Il nuovo prodotto di poste italiane quindi giunge con molto ritardo a colmare un vuoto che si protrae dal 1982. In effetti le buste e cartoline necessarie alle raccomandate in questione, dovranno essere fornite da Poste Italiane e dovranno essere predisposte secondo precisi criteri, pena la mancata accettazione tranne che l’ufficio che ne ha necessità non intenda dotarsi delle relative buste e cartoline in proprio, ma ovviamente osservando scrupolosamente i particolari limiti e criteri previsti per il prodotto. Si tratta di criteri di localizzazione dell’indirizzo del destinatario e del mittente in determinati spazi e apposizione del relativo codice in una zona precisa che serviranno a garantire una lettura automatica e quindi uno smistamento più preciso e veloce di questo tipo di corrispondenza. Inoltre per le raccomandate A.R., come ad esempio quella del 140 c.p.c., è prevista la restituzione dell’avviso di ricevimento decorso il decimo giorno dal deposito presso l’ufficio postale senza ritiro del plico. Ciò consentirà di disporre dell’avviso di ricevimento prima dei 30 giorni necessari al compimento dei termini previsti per il deposito postale. Tale beneficio quindi è subordinato all’acquisto delle buste e delle cartoline presso l’ufficio postale, già dotate di codice di spedizione, che si tradurrà in un costo che inciderà ulteriormente sul prezzo di spedizione al quale viene applicata la stessa tariffa che Poste Italiane applica alle CAN e CAD previste dagli artt. 7 e 8 della legge 890/1982.

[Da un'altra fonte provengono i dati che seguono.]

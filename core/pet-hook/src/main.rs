//! pet-hook: CLI that feeds Claude Code activity into the pet daemon.
//!
//! Called directly by Claude Code hooks configured in ~/.claude/settings.json,
//! and by people or scripts that want to poke the pet by hand.
//!
//! ## Subcommands
//!
//! - `handle <EVENT>`: Hook handler, reads the event JSON from stdin
//! - `set <LABEL>`: Write a label to the hook channel
//! - `say <TEXT>`: Queue a side message
//! - `status`: Print the resolved status
//! - `progress`: Print level, XP and skills
//! - `pomodoro <ACTION>`: Drive the pomodoro timer
//! - `feed <SOURCE> <LABEL>`: Push an observation into a feed (chat, music, ...)

mod daemon_client;
mod handle;
mod logging;

use clap::{Parser, Subcommand};
use pet_protocol::{EnqueueMessageParams, FeedPushParams, HookWriteParams, PomodoroParams};
use serde_json::Value;

#[derive(Parser)]
#[command(name = "pet-hook")]
#[command(about = "Feeds Claude Code activity into the Claude Pet daemon")]
#[command(version)]
struct Cli {
    #[command(subcommand)]
    command: Commands,
}

#[derive(Subcommand)]
enum Commands {
    /// Handle a hook event (reads JSON from stdin)
    Handle {
        /// Hook event name; falls back to `hook_event_name` in the payload
        #[arg(value_name = "EVENT")]
        event: Option<String>,
    },

    /// Write an activity label to the hook channel
    Set {
        #[arg(value_name = "LABEL")]
        label: String,
    },

    /// Queue a side message
    Say {
        #[arg(value_name = "TEXT")]
        text: String,

        /// Shown as the message's sender
        #[arg(long)]
        source: Option<String>,

        /// Display time in milliseconds (derived from length when omitted)
        #[arg(long)]
        duration_ms: Option<u64>,

        /// Render with markup
        #[arg(long)]
        rich: bool,
    },

    /// Print the resolved status
    Status {
        /// Print the raw JSON snapshot
        #[arg(long)]
        json: bool,
    },

    /// Print level, XP and skills
    Progress {
        /// Print the raw JSON snapshot
        #[arg(long)]
        json: bool,
    },

    /// Drive the pomodoro timer (start_work, start_break, reset, toggle)
    Pomodoro {
        #[arg(value_name = "ACTION")]
        action: String,
    },

    /// Push an observation into an enabled feed (chat, music, weather, notifications)
    Feed {
        #[arg(value_name = "SOURCE")]
        source: String,

        #[arg(value_name = "LABEL")]
        label: String,

        /// Side message to forward with the observation
        #[arg(long)]
        message: Option<String>,

        /// Report once instead of holding until the feed's TTL lapses
        #[arg(long)]
        one_shot: bool,
    },
}

fn main() {
    let _logging_guard = logging::init();
    let cli = Cli::parse();

    match cli.command {
        Commands::Handle { event } => {
            // Hook failures must never disrupt the assistant: log and exit 0.
            if let Err(e) = handle::run(event.as_deref()) {
                tracing::warn!(error = %e, "pet-hook handle failed");
            }
        }
        command => {
            if let Err(e) = run_command(command) {
                tracing::error!(error = %e, "pet-hook command failed");
                eprintln!("pet-hook: {}", e);
                std::process::exit(1);
            }
        }
    }
}

fn run_command(command: Commands) -> Result<(), String> {
    match command {
        Commands::Handle { .. } => Ok(()),
        Commands::Set { label } => {
            HookWriteParams {
                label: label.clone(),
                recorded_at: None,
            }
            .validate()
            .map_err(|err| err.message)?;
            daemon_client::send_hook_write(&label)
        }
        Commands::Say {
            text,
            source,
            duration_ms,
            rich,
        } => {
            let params = EnqueueMessageParams {
                text,
                source,
                duration_ms,
                rich,
            };
            params.validate().map_err(|err| err.message)?;
            daemon_client::send_message(params)
        }
        Commands::Status { json } => {
            let data = daemon_client::get_status()?;
            println!("{}", if json { pretty(&data) } else { format_status(&data) });
            Ok(())
        }
        Commands::Progress { json } => {
            let data = daemon_client::get_progression()?;
            println!(
                "{}",
                if json { pretty(&data) } else { format_progress(&data) }
            );
            Ok(())
        }
        Commands::Pomodoro { action } => {
            let params = PomodoroParams { action };
            params.validate().map_err(|err| err.message)?;
            let data = daemon_client::send_pomodoro(&params.action)?;
            println!("{}", format_pomodoro(&data));
            Ok(())
        }
        Commands::Feed {
            source,
            label,
            message,
            one_shot,
        } => {
            let params = FeedPushParams {
                source,
                label,
                message,
                one_shot,
            };
            params.validate().map_err(|err| err.message)?;
            daemon_client::send_feed_push(params)
        }
    }
}

fn pretty(data: &Value) -> String {
    serde_json::to_string_pretty(data).unwrap_or_else(|_| data.to_string())
}

fn str_field<'a>(data: &'a Value, pointer: &str) -> &'a str {
    data.pointer(pointer).and_then(Value::as_str).unwrap_or("?")
}

fn u64_field(data: &Value, pointer: &str) -> u64 {
    data.pointer(pointer).and_then(Value::as_u64).unwrap_or(0)
}

fn format_status(data: &Value) -> String {
    let owner = match data.pointer("/status/source/name").and_then(Value::as_str) {
        Some(name) => name,
        None => str_field(data, "/status/source/kind"),
    };
    let mut out = format!(
        "{} ({}, since {})",
        str_field(data, "/status/label"),
        owner,
        str_field(data, "/status/since")
    );
    if data.pointer("/hook_active").and_then(Value::as_bool) == Some(true) {
        out.push_str(" [hook active]");
    }
    if let Some(text) = data.pointer("/message/text").and_then(Value::as_str) {
        out.push_str(&format!("\n{}: {}", str_field(data, "/message/source"), text));
    }
    out
}

fn format_progress(data: &Value) -> String {
    let mut out = format!(
        "Level {} (tier {}): {} XP, next level at {}",
        u64_field(data, "/level"),
        u64_field(data, "/tier"),
        u64_field(data, "/total_xp"),
        u64_field(data, "/next_level_at"),
    );
    if let Some(skills) = data.pointer("/skills").and_then(Value::as_array) {
        for skill in skills {
            out.push_str(&format!(
                "\n  {:<11} lv {:>2}  {}/{}",
                str_field(skill, "/name"),
                u64_field(skill, "/level"),
                u64_field(skill, "/xp"),
                u64_field(skill, "/next_level_at"),
            ));
        }
    }
    let active_mins = u64_field(data, "/total_active_ms") / 60_000;
    out.push_str(&format!(
        "\nActive {}m over {} sessions",
        active_mins,
        u64_field(data, "/sessions")
    ));
    out
}

fn format_pomodoro(data: &Value) -> String {
    let remaining = u64_field(data, "/remaining_secs");
    format!(
        "{} {}:{:02}",
        str_field(data, "/phase"),
        remaining / 60,
        remaining % 60
    )
}

#[cfg(test)]
mod tests {
    use super::*;
    use clap::CommandFactory;
    use serde_json::json;

    #[test]
    fn cli_definition_is_valid() {
        Cli::command().debug_assert();
    }

    #[test]
    fn handle_event_argument_is_optional() {
        let cli = Cli::try_parse_from(["pet-hook", "handle"]).unwrap();
        assert!(matches!(cli.command, Commands::Handle { event: None }));

        let cli = Cli::try_parse_from(["pet-hook", "handle", "Stop"]).unwrap();
        assert!(matches!(cli.command, Commands::Handle { event: Some(ref e) } if e == "Stop"));
    }

    #[test]
    fn say_accepts_options() {
        let cli = Cli::try_parse_from([
            "pet-hook",
            "say",
            "hello",
            "--source",
            "me",
            "--duration-ms",
            "2500",
            "--rich",
        ])
        .unwrap();
        match cli.command {
            Commands::Say {
                text,
                source,
                duration_ms,
                rich,
            } => {
                assert_eq!(text, "hello");
                assert_eq!(source.as_deref(), Some("me"));
                assert_eq!(duration_ms, Some(2500));
                assert!(rich);
            }
            _ => panic!("expected say"),
        }
    }

    #[test]
    fn feed_accepts_message_and_one_shot() {
        let cli = Cli::try_parse_from([
            "pet-hook",
            "feed",
            "chat",
            "reading",
            "--message",
            "New message from Sam",
            "--one-shot",
        ])
        .unwrap();
        match cli.command {
            Commands::Feed {
                source,
                label,
                message,
                one_shot,
            } => {
                assert_eq!(source, "chat");
                assert_eq!(label, "reading");
                assert_eq!(message.as_deref(), Some("New message from Sam"));
                assert!(one_shot);
            }
            _ => panic!("expected feed"),
        }
    }

    #[test]
    fn feed_rejects_bad_source_before_contacting_daemon() {
        let err = run_command(Commands::Feed {
            source: "chat room".to_string(),
            label: "reading".to_string(),
            message: None,
            one_shot: false,
        })
        .unwrap_err();
        assert!(err.contains("source"), "{err}");
    }

    #[test]
    fn set_rejects_bad_labels_before_contacting_daemon() {
        let err = run_command(Commands::Set {
            label: "two words".to_string(),
        })
        .unwrap_err();
        assert!(err.contains("label"), "{err}");
    }

    #[test]
    fn status_line_names_owner_and_message() {
        let data = json!({
            "status": {
                "label": "reading",
                "source": {"kind": "source", "name": "chat"},
                "since": "2026-03-01T12:00:00Z"
            },
            "hook_active": false,
            "message": {"text": "New mail", "source": "NOTIFICATIONS"}
        });
        assert_eq!(
            format_status(&data),
            "reading (chat, since 2026-03-01T12:00:00Z)\nNOTIFICATIONS: New mail"
        );
    }

    #[test]
    fn status_line_for_hook_owner() {
        let data = json!({
            "status": {"label": "coding", "source": {"kind": "hook"}, "since": "t"},
            "hook_active": true,
            "message": null
        });
        assert_eq!(format_status(&data), "coding (hook, since t) [hook active]");
    }

    #[test]
    fn progress_summary_lists_skills() {
        let data = json!({
            "total_xp": 450, "level": 2, "tier": 0, "next_level_at": 600,
            "skills": [{"name": "coding", "xp": 30, "level": 3, "next_level_at": 360}],
            "total_active_ms": 180_000, "sessions": 4
        });
        let text = format_progress(&data);
        assert!(text.starts_with("Level 2 (tier 0): 450 XP, next level at 600"));
        assert!(text.contains("coding      lv  3  30/360"));
        assert!(text.ends_with("Active 3m over 4 sessions"));
    }

    #[test]
    fn pomodoro_line_formats_remaining_time() {
        let data = json!({"phase": "work", "remaining_secs": 1499});
        assert_eq!(format_pomodoro(&data), "work 24:59");
    }
}
//! XP, skill levels and the overall level.
//!
//! - [`ladder`]: threshold math and the level-up loops
//! - [`state`]: owned state, snapshots, level-up events
//! - [`store`]: versioned JSON persistence with atomic writes
//! - [`engine`]: the per-tick state machine the daemon drives

pub mod engine;
pub mod ladder;
pub mod state;
pub mod store;

pub use engine::{
    ProgressionConfig, ProgressionEngine, DEFAULT_FLUSH_SECS, DEFAULT_PROGRESSION_TICK_MS,
};
pub use ladder::{
    cumulative_overall_threshold, overall_level_for, overall_level_threshold, skill_threshold,
    tier_for_level, SkillRecord,
};
pub use state::{LevelKind, LevelUp, ProgressionSnapshot, ProgressionState, SkillSnapshot};
pub use store::{ProgressionStore, PROGRESSION_VERSION};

La novità quindi è solo sul fronte della tipologia di prodotto postale ma non su quello normativo. Se dovessimo ritenere che sia indispensabile spedire le raccomandate previste dall’art. 139 c.p.c., 140 c.p.c. e art. 60 lett. b-bis, dovremmo chiederci come mai la mancanza del relativo prodotto per così tanti anni non abbia determinato vizi di notificazione. Quindi, a fronte di un beneficio come ad esempio sarà la restituzione dell’avviso del plico depositato decorso il 10° giorno e la presunta velocizzazione e precisione dello smistamento, bisogna anche considerare i costi.
Attualmente la raccomandata A.R. inerente l’art. 140 c.p.c., costa euro 4,10 se spedita con macchina affrancatrice o mediante affidamento a Poste Italiane con specifico contratto, a fronte di euro 5,00 per la CAN (art. 139 c.p.c. e art. 60 lett. b-bis) ed euro 5,95 per la CAD (art. 140 c.p.c.), quindi se non interverranno ulteriori novità che costringano i Messi Comunali a passare al nuovo prodotto la differenza sostanziale è sui costi e quindi soprattutto su questo fronte sembra si affermerà o meno la nuova modalità di spedizione delle raccomandate connesse alla notificazione.

Circolare di Poste Italiane

Spett.le ENTE
Roma, 02 febbraio 2017
Come è noto, la notifica degli atti giudiziari e delle comunicazioni connesse costituisce un momento fondamentale dei procedimenti giudiziari ed amministrativi. In tale ottica, Poste Italiane ha progettato una serie di migliorie che, permetteranno ai clienti di beneficiare di un servizio di maggiore qualità. Le iniziative oggetto dell’intervento sono le seguenti, valide dal 27 febbraio 2017. Revisione della modulistica dell’Atto Giudiziario Per facilitare la gestione delle spedizioni e consentire puntuali attività di verifica e ricerca dell’invio, l’Azienda ha rivisto l’avviso di ricevimento – modello 23L/AG – riportando sullo stesso oltre al codice della cartolina stessa, un’etichetta spellicolabile con il codice identificativo del piego. I due codici – c.d. codice 23L e codice AG – saranno univoci e collegati tra loro da un offset (intervallo numerico standard) predefinito.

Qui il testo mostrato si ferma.